PROBLEM DESCRIPTION:
While reading through the material below, copy each line that holds the word "permute".

EXERCISE MATERIALS:
□ □ □ □ □ □ □
use crate::algo::base::predecessor;
use crate::iter::{Bidirectional, SequenceMut, Traverse};

/// Rearranges `[first, last)` into the next greater permutation in lexicographic order, returning
/// true. If the range already is the greatest permutation, it is rearranged into the smallest one
/// (sorted ascending) and false is returned.
///
/// # Examples
/// ```
/// # use generic_algo::algo::next_permutation;
/// let mut values = [1, 2, 3];
/// let mut seen = vec![values];
/// while next_permutation(&mut values[..], 0, 3) {
///     seen.push(values);
/// }
/// assert_eq!(seen.len(), 6);
/// assert_eq!(seen[1], [1, 3, 2]);
/// assert_eq!(values, [1, 2, 3]);
/// ```
pub fn next_permutation<S>(seq: &mut S, first: S::Position, last: S::Position) -> bool
where
    S: Bidirectional + SequenceMut + ?Sized,
    S::Value: PartialOrd,
{
    next_permutation_by(seq, first, last, |a, b| a < b)
}

pub fn next_permutation_by<S, F>(seq: &mut S, first: S::Position, last: S::Position, mut less: F) -> bool
where
    S: Bidirectional + SequenceMut + ?Sized,
    F: FnMut(&S::Value, &S::Value) -> bool,
{
    permute(seq, first, last, |a, b| less(a, b))
}

/// Rearranges `[first, last)` into the next smaller permutation in lexicographic order, returning
/// true. If the range already is the smallest permutation, it is rearranged into the greatest one
/// (sorted descending) and false is returned.
///
/// # Examples
/// ```
/// # use generic_algo::algo::prev_permutation;
/// let mut values = [2, 1, 3];
/// assert!(prev_permutation(&mut values[..], 0, 3));
/// assert_eq!(values, [1, 3, 2]);
/// ```
pub fn prev_permutation<S>(seq: &mut S, first: S::Position, last: S::Position) -> bool
where
    S: Bidirectional + SequenceMut + ?Sized,
    S::Value: PartialOrd,
{
    prev_permutation_by(seq, first, last, |a, b| a < b)
}

pub fn prev_permutation_by<S, F>(seq: &mut S, first: S::Position, last: S::Position, mut less: F) -> bool
where
    S: Bidirectional + SequenceMut + ?Sized,
    F: FnMut(&S::Value, &S::Value) -> bool,
{
    // The previous permutation is the next one under the reversed order.
    permute(seq, first, last, |a, b| less(b, a))
}

/// Steps to the next permutation under `before`.
fn permute<S, F>(seq: &mut S, first: S::Position, last: S::Position, mut before: F) -> bool
where
    S: Bidirectional + SequenceMut + ?Sized,
    F: FnMut(&S::Value, &S::Value) -> bool,
{
    if first == last {
        return false;
    }
    let mut i = predecessor(seq, &last);
    if i == first {
        return false;
    }

    loop {
        // The suffix from ii onwards is non-increasing.
        let ii = i.clone();
        seq.prev(&mut i);
        if before(seq.at(&i), seq.at(&ii)) {
            let mut j = predecessor(seq, &last);
            while !before(seq.at(&i), seq.at(&j)) {
                seq.prev(&mut j);
            }
            seq.swap_at(&i, &j);
            <S::Category as Traverse<S>>::reverse(seq, ii, last);
            return true;
        }
        if i == first {
            <S::Category as Traverse<S>>::reverse(seq, first, last);
            return false;
        }
    }
}
//! This crate is my attempt at writing the generic algorithms part of a standard library: sorting,
//! searching, merging and set operations over sequences, written once and specialized for what
//! each sequence can do.
//!
//! # Purpose
//! This crate is a learning project, with no expectation for it to be used in production. The
//! classic "pair of iterators" algorithm libraries pick their implementation from the capabilities
//! of the iterators they are given, and from whether the values can be copied as raw memory. I
//! wanted to find out how far Rust's trait system gets with the same idea, without any runtime
//! checks.
//!
//! # Method
//! The building blocks live in [`iter`]: a [`Sequence`](iter::Sequence) hands out positions and
//! interprets them, and names its capability with a zero-sized tag such as
//! [`RandomAccessTag`](iter::RandomAccessTag). Each tag implements [`Traverse`](iter::Traverse),
//! the handful of primitives (distance, advance, copy, reverse, rotate) that everything else is
//! written in terms of. [`traits::TypeTraits`] classifies value types as trivially copyable or not,
//! which decides between a single memory copy and a [`Clone`] loop.
//!
//! The algorithms themselves are in [`algo`], and [`collections`] holds the collections they need:
//! [`Vector`](collections::contiguous::Vector) backs the
//! [`Stack`](collections::adaptor::Stack) adaptor by default, and
//! [`Array`](collections::contiguous::Array) provides the raw storage of the
//! [`TemporaryBuffer`](algo::TemporaryBuffer) used by in-place merges.
//!
//! # Error Handling
//! Most of the algorithms can't fail, they have preconditions instead. Handing them an invalid
//! range is a bug, but never undefined behaviour: positions of this crate's sequences are checked
//! indices, so a range that runs off the end of its sequence panics with a typed error instead of
//! reading past it.
//!
//! When this crate employs errors via [`Result`]s, it does so in a method that is strongly typed,
//! using enums for static dispatch rather than dynamic, with structs (often ZSTs) that implement
//! [`Error`](std::error::Error). Running out of memory for a temporary buffer isn't an error at
//! all: algorithms fall back to slower versions that need no extra memory.
//!
//! # Dependencies
//! This crate depends on some derive macros because they're helpful and remove the need for some
//! very repetitive programming. The `shuffle` feature (enabled by default) pulls in `rand` for
//! [`random_shuffle`](algo::random_shuffle), which takes the generator to use as an argument.
#![feature(trusted_len)]
#![feature(debug_closure_helpers)]
#![feature(doc_cfg)]

// #![warn(missing_docs)]
#![warn(clippy::missing_safety_doc)]
#![warn(clippy::undocumented_unsafe_blocks)]
#![warn(clippy::missing_const_for_fn)]
#![warn(clippy::missing_panics_doc)]
#![warn(clippy::unwrap_used)]
#![allow(clippy::module_inception)]

pub mod algo;
pub mod collections;
pub mod iter;
pub mod traits;

pub(crate) mod util;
□ □ □ □ □ □ □
RESPONSE TO THIS TASK:
    permute(seq, first, last, |a, b| less(a, b))
    permute(seq, first, last, |a, b| less(b, a))
fn permute<S, F>(seq: &mut S, first: S::Position, last: S::Position, mut before: F) -> bool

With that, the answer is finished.